Provided records:
//! Report downloads
//!
//! Reports are PDFs rendered by the backend. Each successful download is
//! remembered in the `recentReports` storage entry so the reports screen can
//! list what was fetched lately, newest first.

use chrono::{DateTime, NaiveDate, Utc};
use serde::{Deserialize, Serialize};
use std::fmt;
use std::str::FromStr;
use std::sync::Arc;
use tracing::{info, instrument, warn};

use crate::client::{ApiClient, Blob};
use crate::error::ClientError;
use crate::storage::{LocalStorage, StorageError, RECENT_REPORTS_KEY};

/// Number of recent reports kept when no limit is configured
pub const DEFAULT_RECENT_LIMIT: usize = 5;

/// Report families offered by the backend
#[derive(Debug, Clone, Copy, PartialEq, Eq, Hash, Serialize, Deserialize)]
#[serde(rename_all = "lowercase")]
pub enum ReportKind {
    Users,
    Policies,
    Claims,
    Financial,
}

impl ReportKind {
    pub const ALL: [ReportKind; 4] = [
        ReportKind::Users,
        ReportKind::Policies,
        ReportKind::Claims,
        ReportKind::Financial,
    ];

    pub fn as_str(&self) -> &'static str {
        match self {
            ReportKind::Users => "users",
            ReportKind::Policies => "policies",
            ReportKind::Claims => "claims",
            ReportKind::Financial => "financial",
        }
    }

    fn default_filename(&self, date: NaiveDate) -> String {
        format!("{}-report-{}.pdf", self.as_str(), date.format("%Y-%m-%d"))
    }
}

impl fmt::Display for ReportKind {
    fn fmt(&self, f: &mut fmt::Formatter<'_>) -> fmt::Result {
        f.write_str(self.as_str())
    }
}

impl FromStr for ReportKind {
    type Err = String;

    fn from_str(s: &str) -> Result<Self, Self::Err> {
        let wanted = s.trim().to_ascii_lowercase();
        ReportKind::ALL
            .into_iter()
            .find(|kind| kind.as_str() == wanted)
            .ok_or_else(|| format!("Unknown report type: {s}"))
    }
}

/// Optional filters accepted by every report endpoint
#[derive(Debug, Clone, Default, PartialEq, Eq, Serialize)]
#[serde(rename_all = "camelCase")]
pub struct ReportQuery {
    #[serde(skip_serializing_if = "Option::is_none")]
    pub start_date: Option<NaiveDate>,
    #[serde(skip_serializing_if = "Option::is_none")]
    pub end_date: Option<NaiveDate>,
    #[serde(skip_serializing_if = "Option::is_none")]
    pub status: Option<String>,
}

/// One entry of the recent reports list
#[derive(Debug, Clone, PartialEq, Eq, Serialize, Deserialize)]
#[serde(rename_all = "camelCase")]
pub struct RecentReport {
    pub kind: ReportKind,
    pub filename: String,
    pub size_bytes: usize,
    pub downloaded_at: DateTime<Utc>,
}

/// Bounded, newest-first list of downloaded reports kept in local storage
#[derive(Debug, Clone)]
pub struct RecentReports {
    storage: Arc<LocalStorage>,
    limit: usize,
}

impl RecentReports {
    pub fn new(storage: Arc<LocalStorage>, limit: usize) -> Self {
        Self {
            storage,
            limit: limit.max(1),
        }
    }

    /// Stored entries; an unreadable entry is treated as an empty list
    pub fn list(&self) -> Vec<RecentReport> {
        let Some(raw) = self.storage.get(RECENT_REPORTS_KEY) else {
            return Vec::new();
        };
        serde_json::from_str(&raw).unwrap_or_else(|e| {
            warn!(error = %e, "Discarding unreadable recent reports");
            Vec::new()
        })
    }

    /// Puts a report at the front, dropping an older entry with the same
    /// file name and anything past the limit
    pub fn record(&self, report: RecentReport) -> Result<Vec<RecentReport>, StorageError> {
        let mut reports = self.list();
        reports.retain(|r| r.filename != report.filename);
        reports.insert(0, report);
        reports.truncate(self.limit);

        self.storage
            .set(RECENT_REPORTS_KEY, serde_json::to_string(&reports)?)?;
        Ok(reports)
    }

    pub fn clear(&self) -> Result<(), StorageError> {
        self.storage.remove(RECENT_REPORTS_KEY)
    }
}

/// Client for `/reports`
#[derive(Debug, Clone)]
pub struct ReportsApi {
    client: ApiClient,
    recent: RecentReports,
}

impl ReportsApi {
    pub fn new(client: ApiClient, recent_limit: usize) -> Self {
        let recent = RecentReports::new(client.session().storage().clone(), recent_limit);
        Self { client, recent }
    }

    pub fn recent(&self) -> &RecentReports {
        &self.recent
    }

    /// `GET /reports/:kind` returning the PDF
    ///
    /// A download that cannot be recorded in the recent list still succeeds.
    #[instrument(skip(self), fields(kind = %kind))]
    pub async fn download(
        &self,
        kind: ReportKind,
        query: &ReportQuery,
    ) -> Result<Blob, ClientError> {
        let mut blob = self
            .client
            .get_blob_with_query(&format!("reports/{kind}"), query)
            .await?;

        let now = Utc::now();
        let filename = blob
            .filename
            .clone()
            .unwrap_or_else(|| kind.default_filename(now.date_naive()));
        blob.filename = Some(filename.clone());

        let entry = RecentReport {
            kind,
            filename,
            size_bytes: blob.len(),
            downloaded_at: now,
        };
        if let Err(e) = self.recent.record(entry) {
            warn!(error = %e, "Failed to record recent report");
        }

        info!(len = blob.len(), "Report downloaded");
        Ok(blob)
    }
}

#[cfg(test)]
mod tests {
    use super::*;
    use chrono::TimeZone;

    fn report(kind: ReportKind, filename: &str, minute: u32) -> RecentReport {
        RecentReport {
            kind,
            filename: filename.to_string(),
            size_bytes: 10,
            downloaded_at: Utc.with_ymd_and_hms(2024, 5, 1, 9, minute, 0).unwrap(),
        }
    }

    #[test]
    fn test_recent_reports_are_bounded_and_newest_first() {
        let recent = RecentReports::new(Arc::new(LocalStorage::in_memory()), 3);
        for (i, name) in ["a.pdf", "b.pdf", "c.pdf", "d.pdf"].into_iter().enumerate() {
            recent.record(report(ReportKind::Claims, name, i as u32)).unwrap();
        }

        let names: Vec<_> = recent.list().into_iter().map(|r| r.filename).collect();
        assert_eq!(names, vec!["d.pdf", "c.pdf", "b.pdf"]);
    }

    #[test]
    fn test_same_file_moves_to_front() {
        let recent = RecentReports::new(Arc::new(LocalStorage::in_memory()), 5);
        recent.record(report(ReportKind::Users, "users.pdf", 0)).unwrap();
        recent.record(report(ReportKind::Claims, "claims.pdf", 1)).unwrap();
        let list = recent.record(report(ReportKind::Users, "users.pdf", 2)).unwrap();

        assert_eq!(list.len(), 2);
        assert_eq!(list[0].filename, "users.pdf");
        assert_eq!(list[0].downloaded_at.format("%M").to_string(), "02");
    }

    #[test]
    fn test_unreadable_entry_is_ignored() {
        let storage = Arc::new(LocalStorage::in_memory());
        storage.set(RECENT_REPORTS_KEY, "not json").unwrap();
        let recent = RecentReports::new(storage, 5);
        assert!(recent.list().is_empty());
    }

    #[test]
    fn test_report_query_wire_format() {
        let query = ReportQuery {
            start_date: NaiveDate::from_ymd_opt(2024, 1, 1),
            end_date: None,
            status: Some("approved".to_string()),
        };
        let json = serde_json::to_value(&query).unwrap();
        assert_eq!(json, serde_json::json!({ "startDate": "2024-01-01", "status": "approved" }));
    }

    #[test]
    fn test_kind_parsing() {
        assert_eq!("Financial".parse::<ReportKind>().unwrap(), ReportKind::Financial);
        assert!("audit".parse::<ReportKind>().is_err());
        assert_eq!(
            ReportKind::Policies.default_filename(NaiveDate::from_ymd_opt(2024, 2, 9).unwrap()),
            "policies-report-2024-02-09.pdf"
        );
    }
}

Aim of the exercise: Print the entries again so that each one matches exactly.

Answer to this problem:
//! Report downloads
//!
//! Reports are PDFs rendered by the backend. Each successful download is
//! remembered in the `recentReports` storage entry so the reports screen can
//! list what was fetched lately, newest first.

use chrono::{DateTime, NaiveDate, Utc};
use serde::{Deserialize, Serialize};
use std::fmt;
use std::str::FromStr;
use std::sync::Arc;
use tracing::{info, instrument, warn};

use crate::client::{ApiClient, Blob};
use crate::error::ClientError;
use crate::storage::{LocalStorage, StorageError, RECENT_REPORTS_KEY};

/// Number of recent reports kept when no limit is configured
pub const DEFAULT_RECENT_LIMIT: usize = 5;

/// Report families offered by the backend
#[derive(Debug, Clone, Copy, PartialEq, Eq, Hash, Serialize, Deserialize)]
#[serde(rename_all = "lowercase")]
pub enum ReportKind {
    Users,
    Policies,
    Claims,
    Financial,
}

impl ReportKind {
    pub const ALL: [ReportKind; 4] = [
        ReportKind::Users,
        ReportKind::Policies,
        ReportKind::Claims,
        ReportKind::Financial,
    ];

    pub fn as_str(&self) -> &'static str {
        match self {
            ReportKind::Users => "users",
            ReportKind::Policies => "policies",
            ReportKind::Claims => "claims",
            ReportKind::Financial => "financial",
        }
    }

    fn default_filename(&self, date: NaiveDate) -> String {
        format!("{}-report-{}.pdf", self.as_str(), date.format("%Y-%m-%d"))
    }
}

impl fmt::Display for ReportKind {
    fn fmt(&self, f: &mut fmt::Formatter<'_>) -> fmt::Result {
        f.write_str(self.as_str())
    }
}

impl FromStr for ReportKind {
    type Err = String;

    fn from_str(s: &str) -> Result<Self, Self::Err> {
        let wanted = s.trim().to_ascii_lowercase();
        ReportKind::ALL
            .into_iter()
            .find(|kind| kind.as_str() == wanted)
            .ok_or_else(|| format!("Unknown report type: {s}"))
    }
}

/// Optional filters accepted by every report endpoint
#[derive(Debug, Clone, Default, PartialEq, Eq, Serialize)]
#[serde(rename_all = "camelCase")]
pub struct ReportQuery {
    #[serde(skip_serializing_if = "Option::is_none")]
    pub start_date: Option<NaiveDate>,
    #[serde(skip_serializing_if = "Option::is_none")]
    pub end_date: Option<NaiveDate>,
    #[serde(skip_serializing_if = "Option::is_none")]
    pub status: Option<String>,
}

/// One entry of the recent reports list
#[derive(Debug, Clone, PartialEq, Eq, Serialize, Deserialize)]
#[serde(rename_all = "camelCase")]
pub struct RecentReport {
    pub kind: ReportKind,
    pub filename: String,
    pub size_bytes: usize,
    pub downloaded_at: DateTime<Utc>,
}

/// Bounded, newest-first list of downloaded reports kept in local storage
#[derive(Debug, Clone)]
pub struct RecentReports {
    storage: Arc<LocalStorage>,
    limit: usize,
}

impl RecentReports {
    pub fn new(storage: Arc<LocalStorage>, limit: usize) -> Self {
        Self {
            storage,
            limit: limit.max(1),
        }
    }

    /// Stored entries; an unreadable entry is treated as an empty list
    pub fn list(&self) -> Vec<RecentReport> {
        let Some(raw) = self.storage.get(RECENT_REPORTS_KEY) else {
            return Vec::new();
        };
        serde_json::from_str(&raw).unwrap_or_else(|e| {
            warn!(error = %e, "Discarding unreadable recent reports");
            Vec::new()
        })
    }

    /// Puts a report at the front, dropping an older entry with the same
    /// file name and anything past the limit
    pub fn record(&self, report: RecentReport) -> Result<Vec<RecentReport>, StorageError> {
        let mut reports = self.list();
        reports.retain(|r| r.filename != report.filename);
        reports.insert(0, report);
        reports.truncate(self.limit);

        self.storage
            .set(RECENT_REPORTS_KEY, serde_json::to_string(&reports)?)?;
        Ok(reports)
    }

    pub fn clear(&self) -> Result<(), StorageError> {
        self.storage.remove(RECENT_REPORTS_KEY)
    }
}

/// Client for `/reports`
#[derive(Debug, Clone)]
pub struct ReportsApi {
    client: ApiClient,
    recent: RecentReports,
}

impl ReportsApi {
    pub fn new(client: ApiClient, recent_limit: usize) -> Self {
        let recent = RecentReports::new(client.session().storage().clone(), recent_limit);
        Self { client, recent }
    }

    pub fn recent(&self) -> &RecentReports {
        &self.recent
    }

    /// `GET /reports/:kind` returning the PDF
    ///
    /// A download that cannot be recorded in the recent list still succeeds.
    #[instrument(skip(self), fields(kind = %kind))]
    pub async fn download(
        &self,
        kind: ReportKind,
        query: &ReportQuery,
    ) -> Result<Blob, ClientError> {
        let mut blob = self
            .client
            .get_blob_with_query(&format!("reports/{kind}"), query)
            .await?;

        let now = Utc::now();
        let filename = blob
            .filename
            .clone()
            .unwrap_or_else(|| kind.default_filename(now.date_naive()));
        blob.filename = Some(filename.clone());

        let entry = RecentReport {
            kind,
            filename,
            size_bytes: blob.len(),
            downloaded_at: now,
        };
        if let Err(e) = self.recent.record(entry) {
            warn!(error = %e, "Failed to record recent report");
        }

        info!(len = blob.len(), "Report downloaded");
        Ok(blob)
    }
}

#[cfg(test)]
mod tests {
    use super::*;
    use chrono::TimeZone;

    fn report(kind: ReportKind, filename: &str, minute: u32) -> RecentReport {
        RecentReport {
            kind,
            filename: filename.to_string(),
            size_bytes: 10,
            downloaded_at: Utc.with_ymd_and_hms(2024, 5, 1, 9, minute, 0).unwrap(),
        }
    }

    #[test]
    fn test_recent_reports_are_bounded_and_newest_first() {
        let recent = RecentReports::new(Arc::new(LocalStorage::in_memory()), 3);
        for (i, name) in ["a.pdf", "b.pdf", "c.pdf", "d.pdf"].into_iter().enumerate() {
            recent.record(report(ReportKind::Claims, name, i as u32)).unwrap();
        }

        let names: Vec<_> = recent.list().into_iter().map(|r| r.filename).collect();
        assert_eq!(names, vec!["d.pdf", "c.pdf", "b.pdf"]);
    }

    #[test]
    fn test_same_file_moves_to_front() {
        let recent = RecentReports::new(Arc::new(LocalStorage::in_memory()), 5);
        recent.record(report(ReportKind::Users, "users.pdf", 0)).unwrap();
        recent.record(report(ReportKind::Claims, "claims.pdf", 1)).unwrap();
        let list = recent.record(report(ReportKind::Users, "users.pdf", 2)).unwrap();

        assert_eq!(list.len(), 2);
        assert_eq!(list[0].filename, "users.pdf");
        assert_eq!(list[0].downloaded_at.format("%M").to_string(), "02");
    }

    #[test]
    fn test_unreadable_entry_is_ignored() {
        let storage = Arc::new(LocalStorage::in_memory());
        storage.set(RECENT_REPORTS_KEY, "not json").unwrap();
        let recent = RecentReports::new(storage, 5);
        assert!(recent.list().is_empty());
    }

    #[test]
    fn test_report_query_wire_format() {
        let query = ReportQuery {
            start_date: NaiveDate::from_ymd_opt(2024, 1, 1),
            end_date: None,
            status: Some("approved".to_string()),
        };
        let json = serde_json::to_value(&query).unwrap();
        assert_eq!(json, serde_json::json!({ "startDate": "2024-01-01", "status": "approved" }));
    }

    #[test]
    fn test_kind_parsing() {
        assert_eq!("Financial".parse::<ReportKind>().unwrap(), ReportKind::Financial);
        assert!("audit".parse::<ReportKind>().is_err());
        assert_eq!(
            ReportKind::Policies.default_filename(NaiveDate::from_ymd_opt(2024, 2, 9).unwrap()),
            "policies-report-2024-02-09.pdf"
        );
    }
}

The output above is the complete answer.